I think it may be the fact that this Mother’s Day is quickly approaching and it was suppose to be my first happy one. I was suppose to be relaxing and taking a break from the hussle and bussle of raising a child. Last year’s wasn’t so ideal, what was suppose to be an exciting day was a day spent on the couch in a dark living room crying. It was just days after we were told our unborn child would not live and he was sick. We were still waiting on the amniocentesis results and in all honestly I could not enjoy the moment like I should have.
Now on to this year, what do I celebrate? Will people even remember? I work that night so maybe sleeping all day and ignoring it will be the cure? NO! I should be enjoying the day with my Mom and celebrating the fact that I AM a Mom. So being at work on this particular day will be a hard one. I just never expected my first Mother’s Day would be spent without my baby, never thought me. So while all the other Mom’s are relaxing away from their children at spas and hoity toity brunches, all I will be able to think about is how all I want is to be WITH my child for Mother’s Day. And I simply can’t be and it hurts.
Then shortly after that, is the fast approaching year. June. In one aspect I am excited to celebrate his life, but then in another way I am dreading June 11th. One year since we said good bye. It’s going to be hard to feel that same weather and replay that morning watching Nolan be worked on and having to give up on him and leaving the hospital empty armed just a few hours later when I was discharged. Only to go home and start this journey of grief. The journey I never expected to take. The journey that made me a new person. The journey I lost best friends to and the journey that gave me a new normal. My style of writing changed. My personality changed, my smile changed.
Everything changed.
My world as I knew it was forever changed.
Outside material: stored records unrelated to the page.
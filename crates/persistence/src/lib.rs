//! Persistence layer for the Helios Clinical Server.
//!
//! This crate holds the core of the clinical data server: a versioned
//! resource store, the search index and query engine built on top of it, and
//! the pipeline that converts documents between the R4, R5 and R6 dialects.
//!
//! # Features
//!
//! - **Versioning**: Every write produces a new immutable version; deletes are
//!   soft and keep history
//! - **Search**: Token, string, date, number, quantity, reference, uri and
//!   composite parameters, chains, `_has`, `_include`/`_revinclude`, sorting
//!   and cursor paging
//! - **Dialects**: Detection, `Accept` negotiation and plan-driven conversion
//!   with reported data loss
//! - **Cancellation**: Every call takes a [`RequestContext`] whose token is
//!   checked before commit and between expansion steps
//!
//! # Backend Features
//!
//! - `sqlite` (default) - SQLite with in-memory and file modes
//!
//! # Architecture
//!
//! - [`types`] - Stored resources, search requests, pagination and bundles
//! - [`error`] - Error types for all operations
//! - [`context`] - Per-request context
//! - [`core`] - Storage traits and abstractions
//! - [`search`] - Parameter definition table, indexer and query parser
//! - [`versioning`] - Dialect detection, negotiation and transformation
//! - [`backends`] - Backend implementations
//!
//! # Quick Start
//!
//! ```no_run
//! use hcs_persistence::backends::sqlite::SqliteBackend;
//! use hcs_persistence::context::RequestContext;
//! use hcs_persistence::core::ResourceStorage;
//! use serde_json::json;
//!
//! # async fn example() -> Result<(), hcs_persistence::StorageError> {
//! let backend = SqliteBackend::in_memory()?;
//! backend.init_schema()?;
//!
//! let ctx = RequestContext::new();
//! let stored = backend
//!     .create(
//!         &ctx,
//!         "Patient",
//!         json!({"resourceType": "Patient", "name": [{"family": "Doe"}]}),
//!     )
//!     .await?;
//!
//! assert_eq!(stored.version_id(), 1);
//! # Ok(())
//! # }
//! ```
//!
//! # Search
//!
//! ```
//! use hcs_persistence::search::{SearchParameterRegistry, parse_search_query};
//!
//! let registry = SearchParameterRegistry::standard();
//! let query = parse_search_query(
//!     "Observation",
//!     "patient=Patient/123&category=vital-signs&date=ge2024-01-01",
//!     &registry,
//! )
//! .unwrap();
//!
//! assert_eq!(query.parameters.len(), 3);
//! ```

#![warn(missing_docs)]
#![warn(rustdoc::missing_crate_level_docs)]

pub mod backends;
pub mod context;
pub mod core;
pub mod error;
pub mod search;
pub mod types;
pub mod versioning;

// Re-export commonly used types at crate root
pub use context::RequestContext;
pub use error::{StorageError, StorageResult};
pub use types::{ResourceKind, SearchQuery, StoredResource};

// Re-export core traits
pub use core::{
    ConditionalStorage, IncludeProvider, InstanceHistoryProvider, ResourceStorage,
    SearchProvider, VersionedStorage,
};

/// Crate version.
pub const VERSION: &str = env!("CARGO_PKG_VERSION");

/// Crate name.
pub const NAME: &str = env!("CARGO_PKG_NAME");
I’ve been told my strength shines through in my writing, but I promise I don’t feel it. I just had the courage to feel it. I didn’t run from it. I couldn’t. As bad as I wanted to remain sleeping so I could dream a life that wasn’t mine. I couldn’t. I had to wake up and face the day when there was nothing there to break up the darkness. I knew I wasn’t alone but it felt like it. I grieved out loud, I shared my thoughts and for me it was therapy. It WAS my therapy. It was why I continued to write and continued to share our Nolan.
Now that it’s approaching a year, people that weren’t closely affected have moved on. They live their days with out this unbearable grief and I envy those. I miss how I used to feel, I call it a naive happiness.All while I have learned to deal with it, learned to accept it and cope with it best I can. It’s how I want to live. But I don’t live like that anymore. I do miss it. But the farther it gets from Nolan actually being here I am so afraid people will forget. And that those dates are quickly approaching.